Authors

  1. Wilson, Linda

Abstract

Nurses can help patients put risk in perspective.

 

Article Content

The use of androgen-deprivation therapy (ADT) to treat prostate cancer is often reserved for recurrent disease or cases in which other treatments are contraindicated. It can also be used as an adjuvant to radiation therapy. It's estimated that hundreds of thousands of men use ADT, which reduces the levels of the male hormones that spur the growth of prostate cancer cells. However, ADT may also be linked to an increased risk of colon cancer, according to a recent observational study.
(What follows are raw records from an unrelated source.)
//! Serializing blocks back to comment-delimited markup.

use crate::attribute::Attributes;
use crate::block::Block;
use crate::error::SaveError;
use crate::registry::{BlockRegistry, BlockType, CLASS_NAME, CUSTOM_CLASS_NAME, INNER_BLOCKS};
use crate::source::{SourceDocument, get_block_attribute};
use block_grammar::comment_delimited_content;
use block_grammar::parser::DEFAULT_NAMESPACE;
use regex::{Captures, Regex};
use serde_json::Value;
use std::panic::{AssertUnwindSafe, catch_unwind};
use std::sync::LazyLock;
use tracing::warn;

static ROOT_TAG_REGEX: LazyLock<Regex> = LazyLock::new(|| {
    Regex::new(r"^(\s*<[a-zA-Z][a-zA-Z0-9-]*)((?:\s+[^\s>/=]+(?:\s*=\s*(?:\x22[^\x22]*\x22|'[^']*'|[^\s>]+))?)*)(\s*/?>)")
        .expect("Invalid root tag regex")
});
static CLASS_ATTR_REGEX: LazyLock<Regex> = LazyLock::new(|| {
    Regex::new(r#"(\sclass\s*=\s*)(?:"([^"]*)"|'([^']*)')"#).expect("Invalid class regex")
});

/// Options for [`serialize_with_options`].
#[derive(Debug, Clone, Copy, PartialEq, Eq)]
pub struct SerializeOptions {
    /// Write `core/` block names without their namespace.
    pub strip_core_namespace: bool,
}

impl Default for SerializeOptions {
    fn default() -> Self {
        Self {
            strip_core_namespace: true,
        }
    }
}

/// Runs a type's save function and returns its markup with `inner_blocks`
/// written where nested blocks belong.
///
/// The `className` attribute is merged into the root element's classes for
/// types that support custom class names. A panicking save function is
/// reported as [`SaveError::Panicked`].
pub fn get_save_content(
    block_type: &BlockType,
    attributes: &Attributes,
    inner_blocks: &str,
) -> Result<String, SaveError> {
    render(block_type, attributes).map(|html| html.replace(INNER_BLOCKS, inner_blocks))
}

/// Header attributes for a block: those that cannot be read back from
/// `saved_html`.
///
/// Comment-only attributes are written unless they equal their default.
/// Sourced attributes are written only when sourcing `saved_html` would
/// yield a different value.
pub fn get_comment_attributes(block_type: &BlockType, attributes: &Attributes, saved_html: &str) -> Attributes {
    let document = SourceDocument::new(saved_html);
    let no_header = Attributes::new();
    block_type
        .attributes
        .iter()
        .filter_map(|(key, definition)| {
            let value = attributes.get(key)?;
            let recoverable = if definition.is_comment_attribute() {
                definition.default.as_ref() == Some(value)
            } else {
                get_block_attribute(key, definition, &document, &no_header).as_ref() == Some(value)
            };
            (!recoverable).then(|| (key.clone(), value.clone()))
        })
        .collect()
}

/// Serializes blocks with default options.
///
/// # Example
/// ```
/// use block_model::{BlockRegistry, create_block, serialize};
/// use serde_json::json;
///
/// let registry = BlockRegistry::with_builtins();
/// let attrs = json!({"content": "Hello"}).as_object().unwrap().clone();
/// let block = create_block(&registry, "core/paragraph", attrs, Vec::new());
/// assert_eq!(
///     serialize(&registry, &[block]),
///     "<!-- wp:paragraph -->\n<p>Hello</p>\n<!-- /wp:paragraph -->"
/// );
/// ```
pub fn serialize(registry: &BlockRegistry, blocks: &[Block]) -> String {
    serialize_with_options(registry, blocks, &SerializeOptions::default())
}

/// Serializes top-level blocks, separated by blank lines.
pub fn serialize_with_options(registry: &BlockRegistry, blocks: &[Block], options: &SerializeOptions) -> String {
    serialize_list(registry, blocks, options, false)
}

/// Serializes a single top-level block. `None` when the block cannot be
/// written at all.
pub fn serialize_block(registry: &BlockRegistry, block: &Block, options: &SerializeOptions) -> Option<String> {
    serialize_one(registry, block, options, false)
}

/// The markup between a block's delimiters, inner blocks included.
pub fn get_block_content(registry: &BlockRegistry, block: &Block, options: &SerializeOptions) -> Option<String> {
    let Some(block_type) = registry.get(block.name()) else {
        warn!(block = block.name(), "Skipping block of unregistered type");
        return None;
    };
    content_of(registry, block_type, block, options).map(|(content, _)| content)
}

fn serialize_list(registry: &BlockRegistry, blocks: &[Block], options: &SerializeOptions, is_inner: bool) -> String {
    blocks
        .iter()
        .filter_map(|block| serialize_one(registry, block, options, is_inner))
        .filter(|markup| !markup.is_empty())
        .collect::<Vec<_>>()
        .join("\n\n")
}

fn serialize_one(registry: &BlockRegistry, block: &Block, options: &SerializeOptions, is_inner: bool) -> Option<String> {
    let name = block.name();
    let Some(block_type) = registry.get(name) else {
        warn!(block = name, "Skipping block of unregistered type");
        return None;
    };
    let (content, sourcing_html) = content_of(registry, block_type, block, options)?;

    let is_unknown = registry.unknown_type_handler() == Some(name);
    let is_freeform = registry.freeform_handler() == Some(name);
    if is_unknown || (is_freeform && !is_inner) {
        return Some(content);
    }

    let header = get_comment_attributes(block_type, block.attributes(), &sourcing_html);
    let written_name = match name.strip_prefix(DEFAULT_NAMESPACE) {
        Some(short) if options.strip_core_namespace && !block_type.explicit_namespace => short,
        _ => name,
    };
    Some(comment_delimited_content(written_name, &header, &content))
}

/// Returns the block's content and the markup its attributes are sourced
/// from (the content without inner blocks).
fn content_of(
    registry: &BlockRegistry,
    block_type: &BlockType,
    block: &Block,
    options: &SerializeOptions,
) -> Option<(String, String)> {
    if !block.is_valid() && block.inner_blocks().is_empty() {
        if let Some(original) = block.original_content() {
            return Some((original.to_string(), original.to_string()));
        }
    }

    match render(block_type, block.attributes()) {
        Ok(html) => {
            if !block.inner_blocks().is_empty() && !html.contains(INNER_BLOCKS) {
                warn!(
                    block = block.name(),
                    count = block.inner_blocks().len(),
                    "Save output has no inner blocks placeholder; inner blocks are dropped"
                );
            }
            let inner = serialize_list(registry, block.inner_blocks(), options, true);
            Some((html.replace(INNER_BLOCKS, &inner), html.replace(INNER_BLOCKS, "")))
        }
        Err(e) => {
            warn!(block = block.name(), error = %e, "Save function failed");
            block
                .original_content()
                .map(|original| (original.to_string(), original.to_string()))
        }
    }
}

fn render(block_type: &BlockType, attributes: &Attributes) -> Result<String, SaveError> {
    let Some(save) = &block_type.save else {
        return Err(SaveError::failed(format!(
            "block type \"{}\" has no save function",
            block_type.name
        )));
    };

    let html = catch_unwind(AssertUnwindSafe(|| save(attributes))).map_err(|payload| {
        let message = payload
            .downcast_ref::<&str>()
            .map(|s| s.to_string())
            .or_else(|| payload.downcast_ref::<String>().cloned())
            .unwrap_or_else(|| "unknown panic".to_string());
        SaveError::Panicked { message }
    })??;

    if !block_type.supports(CUSTOM_CLASS_NAME, true) {
        return Ok(html);
    }
    match attributes.get(CLASS_NAME) {
        Some(Value::String(class_name)) if !class_name.trim().is_empty() => Ok(add_root_classes(&html, class_name)),
        _ => Ok(html),
    }
}

/// Appends classes to the first element of `html`, skipping ones it
/// already has.
pub fn add_root_classes(html: &str, classes: &str) -> String {
    let Some(caps) = ROOT_TAG_REGEX.captures(html) else {
        return html.to_string();
    };
    let whole = caps.get(0).map_or(0, |m| m.end());
    let open = &caps[1];
    let attrs = &caps[2];
    let close = &caps[3];

    let new_attrs = if CLASS_ATTR_REGEX.is_match(attrs) {
        CLASS_ATTR_REGEX
            .replace(attrs, |c: &Captures<'_>| {
                let existing = c.get(2).or_else(|| c.get(3)).map_or("", |m| m.as_str());
                format!("{}\"{}\"", &c[1], merge_classes(existing, classes))
            })
            .into_owned()
    } else {
        format!("{attrs} class=\"{}\"", merge_classes("", classes))
    };
    format!("{open}{new_attrs}{close}{}", &html[whole..])
}

fn merge_classes(existing: &str, extra: &str) -> String {
    let mut merged: Vec<&str> = existing.split_ascii_whitespace().collect();
    for class in extra.split_ascii_whitespace() {
        if !merged.contains(&class) {
            merged.push(class);
        }
    }
    html_escape::encode_double_quoted_attribute(&merged.join(" ")).into_owned()
}

#[cfg(test)]
mod tests {
    use super::*;
    use crate::attribute::{AttributeDefinition, AttributeSource};
    use crate::factory::create_block;
    use crate::library::PARAGRAPH;
    use pretty_assertions::assert_eq;
    use serde_json::json;

    fn note_type() -> BlockType {
        BlockType::new("acme/note", "Note")
            .with_category("text")
            .with_attribute(
                "content",
                AttributeDefinition::string().with_source(AttributeSource::html("p")),
            )
            .with_attribute("level", AttributeDefinition::number().with_default(1))
            .with_attribute(CLASS_NAME, AttributeDefinition::string())
            .with_save(|attrs| {
                Ok(format!(
                    "<p>{}</p>",
                    attrs.get("content").and_then(Value::as_str).unwrap_or_default()
                ))
            })
    }

    fn attrs(value: Value) -> Attributes {
        value.as_object().cloned().unwrap_or_default()
    }

    #[test]
    fn test_comment_attributes_skip_recoverable_values() {
        let header = get_comment_attributes(
            &note_type(),
            &attrs(json!({"content": "Hi", "level": 1})),
            "<p>Hi</p>",
        );
        assert!(header.is_empty());
    }

    #[test]
    fn test_comment_attributes_keep_non_default_and_unrecoverable() {
        let header = get_comment_attributes(
            &note_type(),
            &attrs(json!({"content": "Other", "level": 3})),
            "<p>Hi</p>",
        );
        assert_eq!(header, attrs(json!({"content": "Other", "level": 3})));
    }

    #[test]
    fn test_save_content_adds_class_name() {
        let html = get_save_content(&note_type(), &attrs(json!({"content": "x", "className": "lead"})), "").unwrap();
        assert_eq!(html, r#"<p class="lead">x</p>"#);
    }

    #[test]
    fn test_save_content_replaces_inner_blocks() {
        let block_type = BlockType::new("acme/group", "Group")
            .with_category("design")
            .with_save(|_| Ok(format!("<div>{INNER_BLOCKS}</div>")));
        let html = get_save_content(&block_type, &Attributes::new(), "<p>in</p>").unwrap();
        assert_eq!(html, "<div><p>in</p></div>");
    }

    #[test]
    fn test_save_without_placeholder_drops_inner_blocks() {
        let mut registry = BlockRegistry::with_builtins();
        registry.register(
            BlockType::new("acme/flat", "Flat")
                .with_category("design")
                .with_save(|_| Ok("<div>flat</div>".to_string())),
        );
        let paragraph = create_block(&registry, PARAGRAPH, attrs(json!({"content": "Inner"})), Vec::new());
        let block = create_block(&registry, "acme/flat", Attributes::new(), vec![paragraph]);

        let markup = serialize(&registry, &[block]);
        assert!(markup.contains("<div>flat</div>"), "{markup}");
        assert!(!markup.contains("Inner"), "{markup}");
    }

    #[test]
    fn test_panicking_save_is_contained() {
        let block_type = BlockType::new("acme/bad", "Bad")
            .with_category("text")
            .with_save(|_| panic!("boom"));
        let err = get_save_content(&block_type, &Attributes::new(), "").unwrap_err();
        assert_eq!(err, SaveError::Panicked { message: "boom".into() });
    }

    #[test]
    fn test_add_root_classes() {
        assert_eq!(add_root_classes("<p>x</p>", "a"), r#"<p class="a">x</p>"#);
        assert_eq!(
            add_root_classes(r#"<figure class="wp-block-image"><img src="a"/></figure>"#, "big wp-block-image"),
            r#"<figure class="wp-block-image big"><img src="a"/></figure>"#
        );
        assert_eq!(add_root_classes("<hr/>", "x"), r#"<hr class="x"/>"#);
        assert_eq!(add_root_classes("plain text", "x"), "plain text");
    }
}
As a result, the study's authors urge caution in prescribing the treatment, at least for early stage prostate cancer, because other studies haven't shown a clear benefit in doing so.

 

Gillessen and colleagues culled data from the Surveillance, Epidemiology, and End Results-Medicare database to identify 107,859 men 67 years old or older who were diagnosed with prostate cancer between 1993 and 2002. Of those men, 55,901 (51.8%) underwent androgen deprivation, either medically or surgically. Most (89%) received gonadotropin releasing hormone (GnRH) agonists; around 10% underwent orchiectomy.

 

After adjusting for variables that could have an impact on the risk of colon cancer, including a diagnosis of diabetes or obesity, the authors found a 30% to 40% relative increase in the rate of colon cancer among men who had received ADT, compared with those who didn't.

 

The absolute risk of colon cancer over five years, however, was much lower: 1.8% in men who didn't receive ADT, 2.2% in men who took GnRH agonists, and 3.2% in men who had an orchiectomy, wrote Vahakn B. Shahinian, one of the study's authors and an assistant professor of medicine at the University of Michigan, in an e-mail to AJN. The authors also found a dose-response effect related to the duration of ADT, with the risk of colon cancer increasing with continued therapy.

 

Frank delaRama, clinical nurse specialist in oncology and genomics at the Palo Alto Medical Foundation, said that nurses should help patients put the study's results into perspective. "It isn't a huge absolute risk and not anything that would cause a huge change in treatment," delaRama said.

 

Authors of an accompanying editorial wrote that the study's results underscore how important it is for patients with prostate cancer to get colonoscopies and follow a healthful lifestyle, which can help to "counter some of the drawbacks of antiandrogen therapies."-Linda Wilson

 
 

Gillessen S, et al. J Natl Cancer Inst 2010;102(23):1760-70;

 

Lin JH, Giovannucci E. J Natl Cancer Inst 2010;102(23):1745-7.